__Exercise details__: Exact reproduction required: the lines below from the line with "Ok(Self::new(Client::with_config(config), assistant_id, model))" to the line with "let request = CreateThreadRequestArgs::default().build()?;", both ends included, and no others.

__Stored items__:
.....
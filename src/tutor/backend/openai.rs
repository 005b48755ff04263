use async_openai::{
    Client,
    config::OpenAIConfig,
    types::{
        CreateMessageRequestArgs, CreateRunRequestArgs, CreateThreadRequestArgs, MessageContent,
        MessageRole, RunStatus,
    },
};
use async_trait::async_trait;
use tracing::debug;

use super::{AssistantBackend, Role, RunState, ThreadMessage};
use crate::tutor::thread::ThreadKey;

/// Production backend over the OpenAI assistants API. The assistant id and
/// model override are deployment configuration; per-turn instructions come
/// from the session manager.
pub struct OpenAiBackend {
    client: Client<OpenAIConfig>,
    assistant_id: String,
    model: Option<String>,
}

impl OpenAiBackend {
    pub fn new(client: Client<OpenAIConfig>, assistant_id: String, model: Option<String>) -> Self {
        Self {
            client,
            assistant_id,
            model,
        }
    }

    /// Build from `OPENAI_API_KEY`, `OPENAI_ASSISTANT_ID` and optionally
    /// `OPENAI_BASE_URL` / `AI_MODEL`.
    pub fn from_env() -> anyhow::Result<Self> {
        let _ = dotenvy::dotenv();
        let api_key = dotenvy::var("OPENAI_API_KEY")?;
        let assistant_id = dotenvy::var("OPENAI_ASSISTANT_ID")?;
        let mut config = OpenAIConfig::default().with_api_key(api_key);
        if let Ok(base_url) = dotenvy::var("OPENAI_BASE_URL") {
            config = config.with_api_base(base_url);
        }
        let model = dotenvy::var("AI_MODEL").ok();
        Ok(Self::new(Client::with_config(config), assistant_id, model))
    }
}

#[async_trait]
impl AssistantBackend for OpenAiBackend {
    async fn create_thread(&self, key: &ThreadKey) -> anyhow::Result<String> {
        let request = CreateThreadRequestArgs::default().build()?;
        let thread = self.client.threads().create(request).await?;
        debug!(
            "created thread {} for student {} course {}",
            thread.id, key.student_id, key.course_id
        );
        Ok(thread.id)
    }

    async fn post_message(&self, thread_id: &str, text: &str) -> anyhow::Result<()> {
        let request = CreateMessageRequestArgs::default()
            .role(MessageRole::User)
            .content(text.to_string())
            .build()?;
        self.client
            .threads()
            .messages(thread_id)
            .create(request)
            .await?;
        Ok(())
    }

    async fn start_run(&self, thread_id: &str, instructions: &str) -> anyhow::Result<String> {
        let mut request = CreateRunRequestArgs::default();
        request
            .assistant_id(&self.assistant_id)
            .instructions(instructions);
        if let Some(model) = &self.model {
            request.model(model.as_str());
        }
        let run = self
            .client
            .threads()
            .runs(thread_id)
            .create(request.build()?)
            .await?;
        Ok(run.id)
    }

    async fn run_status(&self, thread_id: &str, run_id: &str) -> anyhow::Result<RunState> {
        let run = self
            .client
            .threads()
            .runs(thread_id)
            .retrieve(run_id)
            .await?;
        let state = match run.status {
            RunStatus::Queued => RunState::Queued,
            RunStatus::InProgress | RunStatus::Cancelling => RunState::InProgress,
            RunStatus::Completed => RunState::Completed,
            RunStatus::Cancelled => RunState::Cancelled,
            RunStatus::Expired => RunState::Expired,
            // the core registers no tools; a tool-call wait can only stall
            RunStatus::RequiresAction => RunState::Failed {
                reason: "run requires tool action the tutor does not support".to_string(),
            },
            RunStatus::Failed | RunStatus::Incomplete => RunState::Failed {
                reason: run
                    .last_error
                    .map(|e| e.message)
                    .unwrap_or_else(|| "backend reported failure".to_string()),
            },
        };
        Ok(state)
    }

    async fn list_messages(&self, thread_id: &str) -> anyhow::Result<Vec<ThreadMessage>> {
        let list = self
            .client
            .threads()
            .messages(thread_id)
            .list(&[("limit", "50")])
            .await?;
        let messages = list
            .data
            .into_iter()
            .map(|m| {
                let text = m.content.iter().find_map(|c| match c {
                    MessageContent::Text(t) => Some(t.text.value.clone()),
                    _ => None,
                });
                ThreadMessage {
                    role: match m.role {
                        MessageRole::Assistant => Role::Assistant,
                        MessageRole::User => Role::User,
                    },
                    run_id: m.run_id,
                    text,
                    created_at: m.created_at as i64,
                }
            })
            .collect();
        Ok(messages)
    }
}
.....
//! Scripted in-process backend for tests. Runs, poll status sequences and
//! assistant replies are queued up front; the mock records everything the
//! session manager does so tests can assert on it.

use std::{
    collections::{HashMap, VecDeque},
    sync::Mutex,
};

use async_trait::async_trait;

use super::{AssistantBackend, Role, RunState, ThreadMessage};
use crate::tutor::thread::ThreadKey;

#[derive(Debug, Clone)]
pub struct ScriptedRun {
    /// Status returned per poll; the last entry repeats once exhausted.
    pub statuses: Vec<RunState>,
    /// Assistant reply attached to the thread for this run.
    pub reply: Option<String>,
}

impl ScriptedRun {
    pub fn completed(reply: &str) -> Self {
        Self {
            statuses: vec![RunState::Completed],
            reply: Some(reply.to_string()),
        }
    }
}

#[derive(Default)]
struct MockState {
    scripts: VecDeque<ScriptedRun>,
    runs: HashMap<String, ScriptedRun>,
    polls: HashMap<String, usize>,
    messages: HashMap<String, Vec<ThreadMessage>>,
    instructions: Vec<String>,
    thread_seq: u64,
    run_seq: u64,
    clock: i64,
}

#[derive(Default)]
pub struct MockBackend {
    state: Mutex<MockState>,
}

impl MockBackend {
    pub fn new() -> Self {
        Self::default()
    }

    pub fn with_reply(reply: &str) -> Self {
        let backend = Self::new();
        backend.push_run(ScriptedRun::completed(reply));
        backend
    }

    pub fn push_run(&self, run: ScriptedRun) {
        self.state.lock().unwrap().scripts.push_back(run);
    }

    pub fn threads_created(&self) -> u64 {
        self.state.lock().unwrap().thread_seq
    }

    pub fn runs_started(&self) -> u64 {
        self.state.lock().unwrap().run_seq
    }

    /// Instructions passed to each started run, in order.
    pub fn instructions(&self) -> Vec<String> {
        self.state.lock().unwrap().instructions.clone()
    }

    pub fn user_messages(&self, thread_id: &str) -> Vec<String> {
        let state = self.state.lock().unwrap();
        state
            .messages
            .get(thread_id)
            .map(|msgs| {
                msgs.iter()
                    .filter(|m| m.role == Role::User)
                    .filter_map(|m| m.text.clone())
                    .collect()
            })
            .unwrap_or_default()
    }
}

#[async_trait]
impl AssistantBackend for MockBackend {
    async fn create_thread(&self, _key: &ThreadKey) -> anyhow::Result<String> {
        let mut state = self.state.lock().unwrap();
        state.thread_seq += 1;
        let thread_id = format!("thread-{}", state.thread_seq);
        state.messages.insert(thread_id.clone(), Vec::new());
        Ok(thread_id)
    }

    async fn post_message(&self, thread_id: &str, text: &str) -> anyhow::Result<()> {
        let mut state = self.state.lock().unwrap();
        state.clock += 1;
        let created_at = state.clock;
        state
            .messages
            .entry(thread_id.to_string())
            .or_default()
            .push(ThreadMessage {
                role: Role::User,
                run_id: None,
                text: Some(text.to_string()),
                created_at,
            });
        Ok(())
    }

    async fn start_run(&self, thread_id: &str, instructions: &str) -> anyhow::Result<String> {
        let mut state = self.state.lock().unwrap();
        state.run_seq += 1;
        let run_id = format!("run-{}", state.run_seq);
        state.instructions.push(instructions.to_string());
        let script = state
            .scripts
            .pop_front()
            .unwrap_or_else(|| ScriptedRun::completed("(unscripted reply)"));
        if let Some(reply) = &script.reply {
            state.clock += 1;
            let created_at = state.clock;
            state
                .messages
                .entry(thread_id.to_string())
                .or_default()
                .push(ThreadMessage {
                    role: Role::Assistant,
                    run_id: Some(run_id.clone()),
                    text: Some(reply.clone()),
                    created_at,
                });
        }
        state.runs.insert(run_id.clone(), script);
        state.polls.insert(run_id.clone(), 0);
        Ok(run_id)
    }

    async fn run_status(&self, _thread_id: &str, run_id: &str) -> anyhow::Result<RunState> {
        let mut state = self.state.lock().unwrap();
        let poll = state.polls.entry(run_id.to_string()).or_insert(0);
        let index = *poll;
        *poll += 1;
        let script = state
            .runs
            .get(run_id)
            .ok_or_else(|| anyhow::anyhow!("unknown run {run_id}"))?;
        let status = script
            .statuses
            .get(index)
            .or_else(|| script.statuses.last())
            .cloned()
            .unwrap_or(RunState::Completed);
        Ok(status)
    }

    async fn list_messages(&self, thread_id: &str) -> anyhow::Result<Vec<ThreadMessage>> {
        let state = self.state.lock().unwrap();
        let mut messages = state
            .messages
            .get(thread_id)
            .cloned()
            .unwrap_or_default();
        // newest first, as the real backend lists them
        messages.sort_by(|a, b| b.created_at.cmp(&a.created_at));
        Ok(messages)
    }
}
.....
__Solution__:
        Ok(Self::new(Client::with_config(config), assistant_id, model))
    }
}

#[async_trait]
impl AssistantBackend for OpenAiBackend {
    async fn create_thread(&self, key: &ThreadKey) -> anyhow::Result<String> {
        let request = CreateThreadRequestArgs::default().build()?;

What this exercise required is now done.